Adalah ratusan santri Pondok Pesantren Attarbiyyatul Wathoniyah (Pawa) Mertapada, Cirebon Jawa Barat. Gerakan ‘selamatkan bumi dari krisis iklim’ digelar serentak di banyak negara. Aksi Global Climate Strike bersama ribuan massa aksi lainnya yang terdiri dari pelajar, mahasiswa dan pekerja dengan melakukan long march menuju Taman Aspirasi Jakarta, Jumat (20/9) sore kemarin.
Aksi tersebut menjadi bagian dalam mendorong pemerintah membuat kebijakan dalam mengatasi krisis iklim yang sedang melanda di banyak bagian belahan bumi. Pengurus Pondok Patwa, KH A Syatori mengatakan, ratusan santrinya mayoritas duduk di bangku kelas 10 hingga 12 Madrasah Aliyah Agama Islam (MAAI) Mertapada.
Dia menyebutk, sebelum turun ke jalan, mereka terlebih dahulu menelaah kasus-kasus perubahan iklim serta upaya mengatasinya bersama puluhan santri lainnya di Pondok Pesantren Misykat Al-Anwar, Bogor. “Satu hari sebelum mengikuti aksi, para santri PATWA mengikuti pelatihan solusi dalam mengatasi perubahan iklim bersama puluhan santri Pondok Pesantren Misykat Al-Anwar Bogor,” ujarnya sebagaimana dilansir laman Nahdlatul Ulama, Senin (23/9).

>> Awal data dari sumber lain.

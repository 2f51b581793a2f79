//! The closed library of pipeline actions.
//!
//! Each action is compiled once from its step parameters into an [`Action`]
//! and then applied as a pure transformation of an [`ActionResult`].

use std::collections::{BTreeMap, HashMap};
use std::fmt;
use std::str::FromStr;

use regex::Regex;
use serde_json::{json, Map, Value};
use toml::Table;

use super::params::{compile, Params};
use super::template::{display_value, Template};
use crate::domain::error::ActionError;

/// ANSI CSI escape sequences.
const ANSI_PATTERN: &str = r"\x1b\[[0-9;]*[a-zA-Z]";

/// Leading directories removed by `compact_path`, first match wins.
const PATH_PREFIXES: &[&str] = &["src/", "lib/", "internal/", "pkg/", "vendor/"];

const DEFAULT_GROUP_FORMAT: &str = "{{Key}}: {{Count}}";

/// Lines plus side-channel data threaded through a pipeline.
#[derive(Debug, Clone, Default, PartialEq, Eq)]
pub struct ActionResult {
    pub lines: Vec<String>,
    pub metadata: Metadata,
}

impl ActionResult {
    pub fn new(lines: Vec<String>) -> Self {
        Self {
            lines,
            metadata: Metadata::default(),
        }
    }

    fn with_lines(self, lines: Vec<String>) -> Self {
        Self {
            lines,
            metadata: self.metadata,
        }
    }
}

/// Aggregates published by earlier actions for later formatting.
#[derive(Debug, Clone, Default, PartialEq, Eq)]
pub struct Metadata {
    /// Full `group_by` counts, in output order
    pub groups: Option<Vec<(String, usize)>>,
    /// `aggregate` counts by pattern name
    pub stats: Option<BTreeMap<String, usize>>,
}

/// Names of every action in the library.
#[derive(Debug, Clone, Copy, PartialEq, Eq, Hash)]
pub enum ActionKind {
    KeepLines,
    RemoveLines,
    TruncateLines,
    StripAnsi,
    Head,
    Tail,
    GroupBy,
    Dedup,
    JsonExtract,
    JsonSchema,
    NdjsonStream,
    RegexExtract,
    StateMachine,
    Aggregate,
    FormatTemplate,
    CompactPath,
}

impl ActionKind {
    pub const ALL: [ActionKind; 16] = [
        ActionKind::KeepLines,
        ActionKind::RemoveLines,
        ActionKind::TruncateLines,
        ActionKind::StripAnsi,
        ActionKind::Head,
        ActionKind::Tail,
        ActionKind::GroupBy,
        ActionKind::Dedup,
        ActionKind::JsonExtract,
        ActionKind::JsonSchema,
        ActionKind::NdjsonStream,
        ActionKind::RegexExtract,
        ActionKind::StateMachine,
        ActionKind::Aggregate,
        ActionKind::FormatTemplate,
        ActionKind::CompactPath,
    ];

    pub fn name(self) -> &'static str {
        match self {
            ActionKind::KeepLines => "keep_lines",
            ActionKind::RemoveLines => "remove_lines",
            ActionKind::TruncateLines => "truncate_lines",
            ActionKind::StripAnsi => "strip_ansi",
            ActionKind::Head => "head",
            ActionKind::Tail => "tail",
            ActionKind::GroupBy => "group_by",
            ActionKind::Dedup => "dedup",
            ActionKind::JsonExtract => "json_extract",
            ActionKind::JsonSchema => "json_schema",
            ActionKind::NdjsonStream => "ndjson_stream",
            ActionKind::RegexExtract => "regex_extract",
            ActionKind::StateMachine => "state_machine",
            ActionKind::Aggregate => "aggregate",
            ActionKind::FormatTemplate => "format_template",
            ActionKind::CompactPath => "compact_path",
        }
    }
}

impl FromStr for ActionKind {
    type Err = ();

    fn from_str(s: &str) -> Result<Self, Self::Err> {
        Self::ALL.into_iter().find(|k| k.name() == s).ok_or(())
    }
}

impl fmt::Display for ActionKind {
    fn fmt(&self, f: &mut fmt::Formatter<'_>) -> fmt::Result {
        f.write_str(self.name())
    }
}
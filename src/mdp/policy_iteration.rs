//! Policy iteration driver.
//!
//! Alternates full policy evaluation with greedy improvement until an
//! improvement pass leaves every free cell's action unchanged.

use log::{info, warn};
use ndarray::Array2;
use std::collections::HashSet;

use super::action::Action;
use super::config::PolicyIterationConfig;
use super::evaluation::evaluate;
use super::grid::Grid;
use super::improvement::improve;
use super::transition::{action_value, step};
use crate::error::{MazeError, Result};

/// Lifecycle of a [`PolicyIteration`] run.
#[derive(Debug, Clone, Copy, PartialEq, Eq)]
pub enum DriverState {
    Running,
    Converged,
}

/// What happened in one evaluate/improve round.
#[derive(Debug, Clone, Copy, PartialEq)]
pub struct IterationReport {
    /// 1-based index of the round
    pub iteration: usize,
    /// Sweeps the evaluation needed
    pub sweeps: usize,
    /// Free cells whose action changed during improvement
    pub changed: usize,
    pub converged: bool,
}

/// Policy iteration over a borrowed grid.
///
/// Owns the value and policy tables and mutates them in place each round.
///
/// # Examples
///
/// ```
/// use maze_policy::mdp::{Action, Grid, PolicyIteration, PolicyIterationConfig};
///
/// let grid = Grid::reference();
/// let solution = PolicyIteration::new(&grid, PolicyIterationConfig::default())
///     .unwrap()
///     .run()
///     .unwrap();
///
/// assert_eq!(solution.action(4, 1), Action::Up);
/// assert_eq!(solution.value(4, 1), 1.0);
/// ```
#[derive(Debug, Clone)]
pub struct PolicyIteration<'a> {
    grid: &'a Grid,
    config: PolicyIterationConfig,
    values: Array2<f64>,
    policy: Array2<Action>,
    iterations: usize,
    state: DriverState,
}

impl<'a> PolicyIteration<'a> {
    /// Starts from zero values and [`Action::Up`] everywhere.
    pub fn new(grid: &'a Grid, config: PolicyIterationConfig) -> Result<Self> {
        config.validate()?;
        Ok(Self {
            grid,
            config,
            values: Array2::zeros(grid.shape()),
            policy: Array2::from_elem(grid.shape(), Action::default()),
            iterations: 0,
            state: DriverState::Running,
        })
    }

    /// Replaces the starting policy.
    pub fn with_policy(mut self, policy: Array2<Action>) -> Result<Self> {
        if policy.dim() != self.grid.shape() {
            return Err(MazeError::ShapeMismatch {
                expected: self.grid.shape(),
                found: policy.dim(),
            });
        }
        self.policy = policy;
        Ok(self)
    }

    pub fn state(&self) -> DriverState {
        self.state
    }

    pub fn values(&self) -> &Array2<f64> {
        &self.values
    }

    pub fn policy(&self) -> &Array2<Action> {
        &self.policy
    }

    pub fn iterations(&self) -> usize {
        self.iterations
    }

    /// Runs one evaluate/improve round.
    ///
    /// Once converged, further calls do no work and report convergence again.
    pub fn step(&mut self) -> Result<IterationReport> {
        if self.state == DriverState::Converged {
            return Ok(IterationReport {
                iteration: self.iterations,
                sweeps: 0,
                changed: 0,
                converged: true,
            });
        }

        let evaluation = evaluate(self.grid, &self.policy, &mut self.values, &self.config)?;
        let improvement = improve(self.grid, &mut self.policy, &self.values, self.config.gamma);
        self.iterations += 1;
        if improvement.converged {
            self.state = DriverState::Converged;
        }

        Ok(IterationReport {
            iteration: self.iterations,
            sweeps: evaluation.sweeps,
            changed: improvement.changed,
            converged: improvement.converged,
        })
    }

    /// Iterates until the policy is stable.
    pub fn run(self) -> Result<Solution<'a>> {
        self.run_with(|_, _, _| {})
    }

    /// Iterates until the policy is stable, handing the tables to `observer`
    /// after every round.
    ///
    /// # Errors
    /// Propagates evaluation cap errors, and returns
    /// [`MazeError::PolicyUnstable`] after `config.max_iterations` rounds
    /// without convergence.
    pub fn run_with<F>(mut self, mut observer: F) -> Result<Solution<'a>>
    where
        F: FnMut(&IterationReport, &Array2<f64>, &Array2<Action>),
    {
        while self.state == DriverState::Running {
            if self.iterations >= self.config.max_iterations {
                warn!(
                    "policy still changing after {} rounds, giving up",
                    self.iterations
                );
                return Err(MazeError::PolicyUnstable {
                    iterations: self.iterations,
                });
            }
            let report = self.step()?;
            observer(&report, &self.values, &self.policy);
        }

        info!("policy iteration converged after {} rounds", self.iterations);
        Ok(Solution {
            grid: self.grid,
            gamma: self.config.gamma,
            values: self.values,
            policy: self.policy,
            iterations: self.iterations,
        })
    }
}

/// Converged value and policy tables.
#[derive(Debug, Clone)]
pub struct Solution<'a> {
    grid: &'a Grid,
    gamma: f64,
    pub values: Array2<f64>,
    pub policy: Array2<Action>,
    /// Evaluate/improve rounds taken, including the final stable one
    pub iterations: usize,
}

impl Solution<'_> {
    pub fn value(&self, x: usize, y: usize) -> f64 {
        self.values[[y, x]]
    }

    pub fn action(&self, x: usize, y: usize) -> Action {
        self.policy[[y, x]]
    }

    /// Look-ahead value of `action` from `(x, y)` under the final values.
    pub fn q_value(&self, x: usize, y: usize, action: Action) -> f64 {
        action_value(self.grid, &self.values, self.gamma, x, y, action)
    }

    /// Follows the policy from the free cell `start` until it enters a goal.
    ///
    /// The returned path begins with `start` and ends with the goal cell.
    ///
    /// # Errors
    /// [`MazeError::NotFree`] if `start` is not a free cell, and
    /// [`MazeError::PolicyCycle`] if the walk revisits a cell.
    pub fn trace(&self, start: (usize, usize)) -> Result<Vec<(usize, usize)>> {
        let (x, y) = start;
        if !self.grid.in_bounds(x as isize, y as isize) || !self.grid.is_free(x, y) {
            return Err(MazeError::NotFree { x, y });
        }

        let mut path = vec![start];
        let mut visited = HashSet::from([start]);
        let mut current = start;
        loop {
            let s = step(self.grid, current.0, current.1, self.action(current.0, current.1));
            let next = (s.x, s.y);
            if self.grid.is_goal(s.x, s.y) {
                path.push(next);
                return Ok(path);
            }
            if !visited.insert(next) {
                return Err(MazeError::PolicyCycle {
                    start,
                    revisited: next,
                });
            }
            path.push(next);
            current = next;
        }
    }
}

#[cfg(test)]
mod tests {
    use super::*;
    use crate::mdp::config::SweepMode;
    use approx::assert_abs_diff_eq;

    #[test]
    fn test_reference_maze_converges() {
        let grid = Grid::reference();
        let solution = PolicyIteration::new(&grid, PolicyIterationConfig::default())
            .unwrap()
            .run()
            .unwrap();

        assert_eq!(solution.iterations, 7);
        let codes = solution.policy.mapv(Action::code);
        let expected: Array2<u8> = ndarray::arr2(&[
            [2, 0, 2, 0, 0],
            [2, 0, 2, 0, 0],
            [1, 1, 2, 0, 0],
            [0, 0, 2, 0, 0],
            [0, 0, 1, 1, 0],
        ]);
        assert_eq!(codes, expected);
        assert_eq!(solution.value(4, 1), 1.0);
        assert_abs_diff_eq!(solution.value(0, 0), -6.5481, epsilon = 0.01);
    }

    #[test]
    fn test_step_tracks_state() {
        let grid = Grid::reference();
        let mut driver = PolicyIteration::new(&grid, PolicyIterationConfig::default()).unwrap();
        assert_eq!(driver.state(), DriverState::Running);

        let first = driver.step().unwrap();
        assert_eq!(first.iteration, 1);
        assert!(!first.converged);
        assert!(first.sweeps > 1);

        while driver.state() == DriverState::Running {
            driver.step().unwrap();
        }
        let iterations = driver.iterations();
        let again = driver.step().unwrap();
        assert!(again.converged);
        assert_eq!(again.sweeps, 0);
        assert_eq!(driver.iterations(), iterations);
    }

    #[test]
    fn test_observer_sees_every_round() {
        let grid = Grid::reference();
        let mut rounds = Vec::new();
        let solution = PolicyIteration::new(&grid, PolicyIterationConfig::default())
            .unwrap()
            .run_with(|report, values, policy| {
                assert_eq!(values.dim(), (5, 5));
                assert_eq!(policy.dim(), (5, 5));
                rounds.push(report.iteration);
            })
            .unwrap();

        assert_eq!(rounds, (1..=solution.iterations).collect::<Vec<_>>());
    }

    #[test]
    fn test_iteration_cap_is_reported() {
        let grid = Grid::reference();
        let config = PolicyIterationConfig::default().with_max_iterations(1);
        let err = PolicyIteration::new(&grid, config)
            .unwrap()
            .run()
            .unwrap_err();
        assert_eq!(err, MazeError::PolicyUnstable { iterations: 1 });
    }

    #[test]
    fn test_rejects_invalid_config_and_policy_shape() {
        let grid = Grid::reference();
        let config = PolicyIterationConfig {
            gamma: 1.0,
            ..PolicyIterationConfig::default()
        };
        assert!(matches!(
            PolicyIteration::new(&grid, config),
            Err(MazeError::InvalidDiscount(_))
        ));

        let err = PolicyIteration::new(&grid, PolicyIterationConfig::default())
            .unwrap()
            .with_policy(Array2::from_elem((2, 2), Action::Left))
            .unwrap_err();
        assert_eq!(
            err,
            MazeError::ShapeMismatch {
                expected: (5, 5),
                found: (2, 2)
            }
        );
    }

    #[test]
    fn test_snapshot_mode_reaches_same_policy() {
        let grid = Grid::reference();
        let in_place = PolicyIteration::new(&grid, PolicyIterationConfig::default())
            .unwrap()
            .run()
            .unwrap();
        let config = PolicyIterationConfig::default().with_sweep(SweepMode::Snapshot);
        let snapshot = PolicyIteration::new(&grid, config).unwrap().run().unwrap();

        assert_eq!(in_place.policy, snapshot.policy);
        for (a, b) in in_place.values.iter().zip(snapshot.values.iter()) {
            assert_abs_diff_eq!(*a, *b, epsilon = 0.02);
        }
    }

    #[test]
    fn test_trace_follows_policy_to_goal() {
        let grid = Grid::reference();
        let solution = PolicyIteration::new(&grid, PolicyIterationConfig::default())
            .unwrap()
            .run()
            .unwrap();

        let path = solution.trace((4, 4)).unwrap();
        assert_eq!(path, vec![(4, 4), (4, 3), (4, 2), (4, 1), (4, 0)]);
        assert_eq!(solution.trace((1, 0)), Err(MazeError::NotFree { x: 1, y: 0 }));
    }

    #[test]
    fn test_trace_detects_cycles() {
        let grid = Grid::reference();
        // Unconverged all-up policy: (0, 0) bumps the border forever.
        let driver = PolicyIteration::new(&grid, PolicyIterationConfig::default()).unwrap();
        let solution = Solution {
            grid: &grid,
            gamma: 0.9,
            values: driver.values().clone(),
            policy: driver.policy().clone(),
            iterations: 0,
        };
        assert_eq!(
            solution.trace((0, 2)),
            Err(MazeError::PolicyCycle {
                start: (0, 2),
                revisited: (0, 0)
            })
        );
    }

    #[test]
    fn test_q_value_matches_policy_choice() {
        let grid = Grid::reference();
        let solution = PolicyIteration::new(&grid, PolicyIterationConfig::default())
            .unwrap()
            .run()
            .unwrap();

        let cells: Vec<_> = grid.free_cells().collect();
        for (x, y) in cells {
            let chosen = solution.q_value(x, y, solution.action(x, y));
            for action in Action::ALL {
                assert!(solution.q_value(x, y, action) <= chosen);
            }
        }
    }
}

Menurut Kyai Syatori, hingga pukul 10.00 WIB, mendapat kabar bahwa gelombang aksi tersebut sudah berlangsung di banyak titik negara. Seperti Amerika, London, Australia, dan Pakistan.
Cicit Alm Al-Maghfurlah Kiai Akyas Buntet Pesantren Cirebon ini menjelaskan, aksi damai Global Climate Strike merupakan peringatan bagi segenap umat manusia di berbagai penjuru dunia. Yakni bumi sedang tidak dalam keadaan baik-baik saja. Setidaknya terdapat fakta menunjukan bumi saat ini tengah mengalami krisis iklim.
Fakta tersebut antara lain, bumi semakin panas, es di kutub mencair, pesisir dan pulau-pulau kecil di Indonesia tenggelam, kebakaran hutan dan lahan semakin meningkat, kekeringan. Kemudian berkurangnya sumber mata air bersih, gagal panen yang mengancam ketahanan pangan pangan dan yang lainnya.
“Bumi kita sedang mengalami ambang batas menuju krisis dan kehancuran yang dahsyat akibat ulah manusia-manusia serakah,” pungkasnya.